Honor bright! répondit-il.

— Tom! demanda Jacques d'une voix basse et lente, Tom! dites-moi si je suis un ivrogne! Vous me voyez boire très souvent : dites-moi si je suis un ivrogne!… Moi, je ne sais pas!… Suis-je un homme qui boit très souvent et qui, de temps en temps, prend sa cuite, ou suis-je vraiment un ivrogne, un « drunkard », comme vous diriez? Je vous le répète, Atkinson, moi, je ne sais pas! Puisque vous êtes mon ami, vous allez me renseigner. »

Tom écoutait, la tête basse, l'index posé contre son gros nez rouge.

« Vous parlez sérieusement, Monsieur Damien? demanda-t-il, soudain.

— Je pensais, Tom, que vous l'auriez senti.

— Oui, vous parlez sérieusement. Alors, je réponds la même chose. Vous me dites : « Tom, est-ce que je suis un ivrogne? » et je réponds : « Certainement, Monsieur Damien, vous êtes. » Et je vous dis encore, parce que je suis votre ami et que vous êtes là, devant moi, que si votre père ne vous donne pas des coups de bâton, très dur et très fort, et si votre mère ne vous lit pas de bonnes choses qui plaisent au Seigneur, vous serez ivrogne chaque soir un peu plus, et puis tout à fait, et alors vous aurez les horreurs… the horrors, nous disons… et c'est comme si on était déjà dans l'enfer! Et si, plus tard, vous ne ramassez pas du crottin, c'est que vos parents ne le permettraient pas, mais ce sera seulement un autre crottin, et un jour on dira de vous : il était un gentleman. Entendez-vous, Monsieur : il « était »? Voilà! oui… voilà! — Si je suis un peu rude, je veux dire : pas poli avec vous, je vous demande pardon.

— Au contraire, mon brave Tom, vous avez été très poli et je vous remercie beaucoup.

— Alors… bonsoir, Monsieur Damien. »

Il se leva.

« Bonsoir, Atkinson. »

Ils se serrèrent la main.

Mais Jacques restait assis devant son verre vide. Il songeait à cette singulière leçon de morale.

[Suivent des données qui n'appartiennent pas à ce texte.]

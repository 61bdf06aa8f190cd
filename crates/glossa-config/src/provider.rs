use std::env;

use serde::{Deserialize, Serialize};

fn default_enabled() -> bool {
    true
}

fn default_api_url() -> String {
    "https://api.glossa.dev/v1".to_string()
}

fn default_speech_url() -> String {
    "https://api.glossa.dev/v1/speech".to_string()
}

#[derive(Serialize, Deserialize, Clone)]
#[serde(default)]
pub struct ProviderConfig {
    #[serde(default = "default_enabled")]
    pub enabled: bool,
    #[serde(default)]
    pub api_key: String,
    #[serde(default = "default_api_url")]
    pub api_url: String,
    #[serde(default = "default_speech_url")]
    pub speech_url: String,
}

impl ProviderConfig {
    pub fn new() -> Self {
        Self {
            api_key: env::var("GLOSSA_API_KEY").unwrap_or_default(),
            api_url: env::var("GLOSSA_API_URL").unwrap_or_else(|_| default_api_url()),
            speech_url: env::var("GLOSSA_SPEECH_URL").unwrap_or_else(|_| default_speech_url()),
            ..Self::default()
        }
    }
}

impl Default for ProviderConfig {
    fn default() -> Self {
        Self {
            enabled: default_enabled(),
            api_key: String::new(),
            api_url: default_api_url(),
            speech_url: default_speech_url(),
        }
    }
}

« Le vieux Tom m'a tout de même appris quelque chose. Il faut bien que je l'admette! Si extraordinaire que cela paraisse, je ne savais pas, je ne m'avouais pas, je ne me rendais pas compte que je buvais. Je me voyais boire, je sentais que j'avais grand tort de boire, et cependant… et cependant… — Maintenant, soyons honnête : il est inutile que je pense à Papa en faisant une moue dédaigneuse. A peu de chose près, je suis logé à la même enseigne, une enseigne de mastroquet… (oh! très drôle!) Il est vrai que j'y suis logé depuis moins longtemps. Cela me sauvera peut-être… Personne ne s'offrira à me donner des coups de bâton, mais je peux prier tout seul… Et puis, Dieu est pitoyable! — Je disais toujours : tâchons de guérir!… Si Maman, si Gautier n'ignorent pas mon hérédité d'ivrogne, se doutent-ils que, dès aujourd'hui, je suis un ivrogne moi-même? Il convient que tous deux l'ignorent ; il convient que je me débrouille seul. Oui, je me disais : tâchons de guérir! eh non! il faut se dire : tâchons de ne plus boire! Déjà une honte sourde me retenait parfois… mais, souvent, j'ai si envie de boire! oh! à cet instant même, j'ai un désir si passionné de boire! Boire… il me semble que ce serait une joie si complète, si douce, si profonde!… Dépêchons-nous! Il faut! Il faut!… Je décide donc… ce samedi, à cinq heures vingt-cinq, de ne plus boire.

« Tiens! dit-il à un gamin qui lui proposait « l'Intransigeant »… Non, garde ton papier! Voilà dix sous… Et ne va pas les boire! »

Il paya ses consommations et rentra chez lui en fumant des cigarettes. Il se sentait plus calme. Le monde, ses bruits et ses rumeurs, ses couleurs et ses teintes, son activité nombreuse l'intéressaient.